Landscape in the Haut Sambirano, Madagascar
Landscape in the Haut Sambirano, Madagascar. Photo: O. Ravaka Andriamihaja


Madagascar produces less than 0.2% of the world’s cocoa, but what it does produce is prized by chocolate marketers and connoisseurs across the globe. Almost all of Madagascar’s cacao crop is grown in the Sambirano watershed, located in country’s northwest. There, about 10,000 households produce cocoa largely by hand on small farms (0.5–1.5 hectares), with very little use of fertilizers or agrochemicals.

The Sambirano valley landscape is bordered by mountain ranges encompassing tropical forests that boast exceptional biodiversity. The local farmers’ reliance on traditional cultivation methods and minimal inputs, along with the highly diverse local ecosystem, helps give the resulting cocoa its unique, highly valued flavour profile.

Increasing challenges

Despite its many assets, the Sambirano cacao-growing region is also beset by challenges. The west coast of Madagascar is prone to devastating cyclones that are worsening due to climate change. Among other damages, these cyclones frequently alter the Sambirano river course and cause flooding – also giving rise to saltwater intrusion into prime cacao-growing areas. Partly as a result, villages must sometimes relocate and struggling farmers resort to different land use changes between forests, agroforestry, rice fields, and other land uses to ensure their livelihoods.

This and population-growth driven charcoal production are fuelling deforestation of precious biodiverse areas, rising greenhouse gas emissions, and other environmental damages (e.g. soil loss) throughout the region.

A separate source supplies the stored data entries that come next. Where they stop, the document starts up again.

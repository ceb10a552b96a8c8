//! Projecting the points onto the screen.

pub use super::*;

use crate::function::TensorFloatExtension;

/// $ c_f $
pub const FILTER_LOW_PASS: f64 = 0.3;

/// Points nearer than this depth in view space are culled.
pub const DEPTH_MIN: f64 = 0.01;

/// The bound of `P_v.xy / P_v.z` relative to `tan(Fov / 2)`.
pub const VIEW_BOUND_FACTOR: f64 = 1.3;

/// Inputs of [`project`].
#[derive(Clone, Debug)]
pub struct ProjectInput<B: Backend> {
    /// `F_x`
    pub focal_length_x: f64,
    /// `F_y`
    pub focal_length_y: f64,
    /// `I_y`
    pub image_height: u32,
    /// `I_x`
    pub image_width: u32,
    /// `[P, 3]`
    pub positions: Tensor<B, 2>,
    /// `C_x`
    pub principal_point_x: f64,
    /// `C_y`
    pub principal_point_y: f64,
    /// `[P, 4]`, normalized quaternions in scalar-last order.
    pub rotations: Tensor<B, 2>,
    /// The unit multiplied onto all scalings.
    pub scaling_unit: f64,
    /// `[P, 3]`, positive.
    pub scalings: Tensor<B, 2>,
    /// `[I_x / T_x, I_y / T_y, 1]`
    pub tile_bounds: [u32; 3],
    /// `[4, 4]`, projection times view transform.
    pub view_projection_transform: Tensor<B, 2>,
    /// `[4, 4]`, from world space to view space.
    pub view_transform: Tensor<B, 2>,
}

/// Outputs of [`project`].
#[derive(Clone, Debug)]
pub struct ProjectOutput<B: Backend> {
    /// `[P, 3]`, the upper triangle of the inverse 2D covariance.
    pub conics: Tensor<B, 2>,
    /// `[P]`
    pub depths: Tensor<B, 1>,
    /// `[P, 2]`
    pub positions_2d: Tensor<B, 2>,
    /// `[P]`, `0` means the point is culled.
    pub radii: Tensor<B, 1, Int>,
    /// `[P]`
    pub tile_touched_counts: Tensor<B, 1, Int>,
}

/// Projecting the points onto the screen.
///
/// For each one of the $ p $ points:
///
/// 1. Transform the position $ P $ into view space: $ P_v = M_v P $.
///    Cull it if $ P_v.z \le $ [`DEPTH_MIN`].
///
/// 2. Compute the 3D covariance $ \Sigma = (R_s S_s) (R_s S_s)^T $
///    from the rotation matrix $ R_s $ and the scaling matrix $ S_s $.
///
/// 3. Project it onto the screen with the Jacobian $ J $ of the perspective
///    projection and add the low-pass filter $ C_f $:
///    $ \Sigma^' = J R_v \Sigma (J R_v)^T + C_f I $.
///    Cull it if $ |\Sigma^'| \le 0 $.
///
/// 4. The conic is $ \Sigma^{'-1} $ and the radius is
///    $ r = \lceil 3 \sqrt{\lambda_{\max}} \rceil $.
///
/// 5. The 2D position comes from the view-projection transform, and the
///    touched tiles from the bounding box $ P^' \pm r $.
///    Cull it if no tile is touched.
pub fn project<B: Backend>(input: ProjectInput<B>) -> ProjectOutput<B> {
    #[cfg(debug_assertions)]
    log::debug!(target: "gausplat::trainer::render::project", "start");

    let device = input.positions.device();
    // P
    let point_count = input.positions.dims()[0];
    let p = point_count;
    let focal_length_x = input.focal_length_x;
    let focal_length_y = input.focal_length_y;
    // tan(Fov_x / 2) * 1.3
    let view_bound_x = input.image_width as f64 / focal_length_x / 2.0 * VIEW_BOUND_FACTOR;
    // tan(Fov_y / 2) * 1.3
    let view_bound_y = input.image_height as f64 / focal_length_y / 2.0 * VIEW_BOUND_FACTOR;

    // [P, 4]
    let positions_3d_homo =
        Tensor::cat(vec![input.positions, Tensor::ones([p, 1], &device)], 1);

    // Transforming the positions into view space

    // [P, 4]
    let positions_3d_in_view = positions_3d_homo
        .to_owned()
        .matmul(input.view_transform.to_owned().transpose());
    let x_v = positions_3d_in_view.to_owned().slice([0..p, 0..1]);
    let y_v = positions_3d_in_view.to_owned().slice([0..p, 1..2]);
    let depths = positions_3d_in_view.slice([0..p, 2..3]);
    let is_near = depths.to_owned().lower_equal_elem(DEPTH_MIN);
    let z_v = depths.to_owned().clamp_min(DEPTH_MIN);

    // Computing the 3D covariances

    // [P, 3, 3]
    let rotations_matrix = rotations_matrix(input.rotations);
    // [P, 1, 3]
    let scalings = input
        .scalings
        .mul_scalar(input.scaling_unit)
        .unsqueeze_dim::<3>(1);
    // [P, 3, 3]
    let transforms_3d = rotations_matrix * scalings;
    // [P, 3, 3]
    let covariances_3d = transforms_3d
        .to_owned()
        .matmul_batched(transforms_3d.transpose());

    // Projecting the 3D covariances onto the screen

    let z_v_recip = z_v.to_owned().recip();
    let z_v_recip_2 = z_v_recip.to_owned().powf_scalar(2.0);
    let t_x = (x_v / z_v.to_owned()).clamp(-view_bound_x, view_bound_x) * z_v.to_owned();
    let t_y = (y_v / z_v.to_owned()).clamp(-view_bound_y, view_bound_y) * z_v;
    let zeros = Tensor::<B, 2>::zeros([p, 1], &device);

    // [P, 2, 3]
    let jacobians = Tensor::cat(
        vec![
            z_v_recip.to_owned().mul_scalar(focal_length_x),
            zeros.to_owned(),
            (t_x * z_v_recip_2.to_owned()).mul_scalar(-focal_length_x),
            zeros,
            z_v_recip.mul_scalar(focal_length_y),
            (t_y * z_v_recip_2).mul_scalar(-focal_length_y),
        ],
        1,
    )
    .reshape([p, 2, 3]);
    // [3, 3]
    let rotation_view = input.view_transform.slice([0..3, 0..3]);
    // [P, 2, 3]
    let transforms_2d = jacobians
        .reshape([p * 2, 3])
        .matmul(rotation_view)
        .reshape([p, 2, 3]);
    // [P, 4] <- [P, 2, 2]
    let covariances_2d = transforms_2d
        .to_owned()
        .matmul_batched(covariances_3d)
        .matmul_batched(transforms_2d.transpose())
        .reshape([p, 4]);

    let cov_a = covariances_2d
        .to_owned()
        .slice([0..p, 0..1])
        .add_scalar(FILTER_LOW_PASS);
    let cov_b = covariances_2d.to_owned().slice([0..p, 1..2]);
    let cov_c = covariances_2d.slice([0..p, 3..4]).add_scalar(FILTER_LOW_PASS);
    let determinants = cov_a.to_owned() * cov_c.to_owned() - cov_b.to_owned().powf_scalar(2.0);
    let is_degenerate = determinants.to_owned().lower_equal_elem(0.0);
    let determinants_safe = determinants.to_owned().clamp_min(f32::EPSILON);

    // [P, 3]
    let conics = Tensor::cat(
        vec![
            cov_c.to_owned().div(determinants_safe.to_owned()),
            cov_b.neg().div(determinants_safe.to_owned()),
            cov_a.to_owned().div(determinants_safe),
        ],
        1,
    );

    // Estimating the radii

    // [P, 1]
    let radii = {
        let middles = (cov_a.detach() + cov_c.detach()).mul_scalar(0.5);
        let lambdas = middles.to_owned()
            + (middles.powf_scalar(2.0) - determinants.detach())
                .clamp_min(0.1)
                .sqrt();
        lambdas.sqrt().mul_scalar(3.0).ceil()
    };

    // Projecting the positions onto the screen

    // [P, 4]
    let positions_clip =
        positions_3d_homo.matmul(input.view_projection_transform.transpose());
    let w_clip = positions_clip
        .to_owned()
        .slice([0..p, 3..4])
        .clamp_min(DEPTH_MIN);
    let positions_ndc = positions_clip.slice([0..p, 0..2]) / w_clip;
    let x_ndc = positions_ndc.to_owned().slice([0..p, 0..1]);
    let y_ndc = positions_ndc.slice([0..p, 1..2]);

    // [P, 2]
    let positions_2d = Tensor::cat(
        vec![
            x_ndc
                .mul_scalar(input.image_width as f64 / 2.0)
                .add_scalar(input.principal_point_x),
            y_ndc
                .mul_scalar(input.image_height as f64 / 2.0)
                .add_scalar(input.principal_point_y),
        ],
        1,
    );

    // Computing the touched tiles

    // [P, 1]
    let tile_touched_counts = {
        let [tile_count_x, tile_count_y, _] = input.tile_bounds.map(|c| c as f64);
        let tile_size_x = TILE_SIZE_X as f64;
        let tile_size_y = TILE_SIZE_Y as f64;
        let positions_2d = positions_2d.to_owned().detach();
        let x = positions_2d.to_owned().slice([0..p, 0..1]);
        let y = positions_2d.slice([0..p, 1..2]);

        let x_min = (x.to_owned() - radii.to_owned())
            .div_scalar(tile_size_x)
            .floor()
            .clamp(0.0, tile_count_x);
        let x_max = (x + radii.to_owned())
            .add_scalar(tile_size_x - 1.0)
            .div_scalar(tile_size_x)
            .floor()
            .clamp(0.0, tile_count_x);
        let y_min = (y.to_owned() - radii.to_owned())
            .div_scalar(tile_size_y)
            .floor()
            .clamp(0.0, tile_count_y);
        let y_max = (y + radii.to_owned())
            .add_scalar(tile_size_y - 1.0)
            .div_scalar(tile_size_y)
            .floor()
            .clamp(0.0, tile_count_y);

        (x_max - x_min) * (y_max - y_min)
    };

    // Culling the points

    let is_culled = is_near
        .float()
        .add(is_degenerate.float())
        .add(tile_touched_counts.to_owned().lower_equal_elem(0.0).float())
        .greater_elem(0.0);
    let radii = radii.mask_fill(is_culled.to_owned(), 0.0).reshape([p]).int();
    let tile_touched_counts = tile_touched_counts
        .mask_fill(is_culled, 0.0)
        .reshape([p])
        .int();

    ProjectOutput {
        conics,
        depths: depths.reshape([p]),
        positions_2d,
        radii,
        tile_touched_counts,
    }
}

/// Converting normalized quaternions `[x, y, z, w]` into rotation matrices.
///
/// $$ R_s = 2 \cdot \begin{bmatrix}
///  \- y^2 - z^2 + \frac{1}{2} & x y - w z & x z + w y
/// \\\ x y + w z & - x^2 - z^2 + \frac{1}{2} & y z - w x
/// \\\ x z - w y & y z + w x & - x^2 - y^2 + \frac{1}{2}
/// \end{bmatrix} $$
///
/// The shape is `[P, 3, 3]`.
pub fn rotations_matrix<B: Backend>(rotations: Tensor<B, 2>) -> Tensor<B, 3> {
    let p = rotations.dims()[0];
    let x = rotations.to_owned().slice([0..p, 0..1]);
    let y = rotations.to_owned().slice([0..p, 1..2]);
    let z = rotations.to_owned().slice([0..p, 2..3]);
    let w = rotations.slice([0..p, 3..4]);

    let xx = x.to_owned() * x.to_owned();
    let yy = y.to_owned() * y.to_owned();
    let zz = z.to_owned() * z.to_owned();
    let xy = x.to_owned() * y.to_owned();
    let xz = x.to_owned() * z.to_owned();
    let yz = y.to_owned() * z.to_owned();
    let wx = w.to_owned() * x;
    let wy = w.to_owned() * y;
    let wz = w * z;

    Tensor::cat(
        vec![
            (yy.to_owned() + zz.to_owned()).neg().add_scalar(0.5),
            xy.to_owned() - wz.to_owned(),
            xz.to_owned() + wy.to_owned(),
            xy + wz,
            (xx.to_owned() + zz).neg().add_scalar(0.5),
            yz.to_owned() - wx.to_owned(),
            xz - wy,
            yz + wx,
            (xx + yy).neg().add_scalar(0.5),
        ],
        1,
    )
    .mul_scalar(2.0)
    .reshape([p, 3, 3])
}

#[cfg(test)]
mod tests {
    use super::*;
    use burn::backend::NdArray;

    #[test]
    fn rotations_matrix_identity_and_half_turn() {
        let device = Default::default();
        let rotations = Tensor::<NdArray, 2>::from_floats(
            [[0.0, 0.0, 0.0, 1.0], [0.0, 0.0, 1.0, 0.0]],
            &device,
        );

        let output = rotations_matrix(rotations);
        let target = Tensor::<NdArray, 3>::from_floats(
            [
                [[1.0, 0.0, 0.0], [0.0, 1.0, 0.0], [0.0, 0.0, 1.0]],
                [[-1.0, 0.0, 0.0], [0.0, -1.0, 0.0], [0.0, 0.0, 1.0]],
            ],
            &device,
        );
        output.into_data().assert_approx_eq(&target.into_data(), 6);
    }
}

A landscape approach for sustainability

There is no silver bullet for the difficulties confronting the region. Instead, previous project work in the Sambirano watershed shows that a contextually nuanced response is needed to balance the competing interests and overlapping crises imperilling the environment and people’s livelihoods. Building on the achievements of initial work in the area, the current project aims at collectively engaging local stakeholders in the development of a sustainably managed landscape in the Sambirano Valley. In particular, it seeks to:

  1. Conserve the ecosystem functions in the landscape through an adequate mix of on and off-farm interventions
  2. Address the ongoing deforestation and loss of soil and water retention in priority zone
  3. Improve the living conditions of cocoa farmers through diversified income and land tenure security
  4. Create incentives to maintain sustainably managed cocoa plantations

Achieving the overall project goals requires addressing the farm and landscape level by collaborating with local, regional, national, and international actors. The project’s interventions are based on the following mutually reinforcing outcomes:

Firstly, at the landscape level, the project is supporting a variety of interventions to preserve key ecosystem services like soil fertility and water retention. To ensure the success of these and other activities – such as reforestation and implementation of anti-erosion measures – the managerial and administrative capacity of the local landscape governance body (Comité de Gestion de Bassin Versant Sambirano COGEBS) is being strengthened. This includes creation of legally defined consultation units in each commune to facilitate citizen participation in decision-making.

Secondly, at the farm level, the project is supporting the adoption and maintenance of agroforestry-based cocoa cultivation among farming families, as well as protection of their property rights and integration into value chains.

CDE engagement

In collaboration with project leader Helvetas Swiss Intercooperation and various cocoa-related private actors, CDE is in charge of several key project activities. In particular, CDE is establishing a landscape-level monitoring, evaluation, and learning (MEL) mechanism to support decision-making in Madagascar’s Sambirano watershed.

Relevant data collection is being collaboratively implemented with diverse stakeholders along the cocoa value chain, including family farmers. Corresponding use of satellite imagery and geographic information systems makes it possible to observe changes in the landscape. The MEL mechanism steers the project activities towards sustainability in cooperation with local stakeholders – in particular with local farmers who are cultivating cocoa in agroforestry systems.

Info box
Duration 2023 – 2027
Funding Swiss State Secretariat for Economic Affairs (SECO)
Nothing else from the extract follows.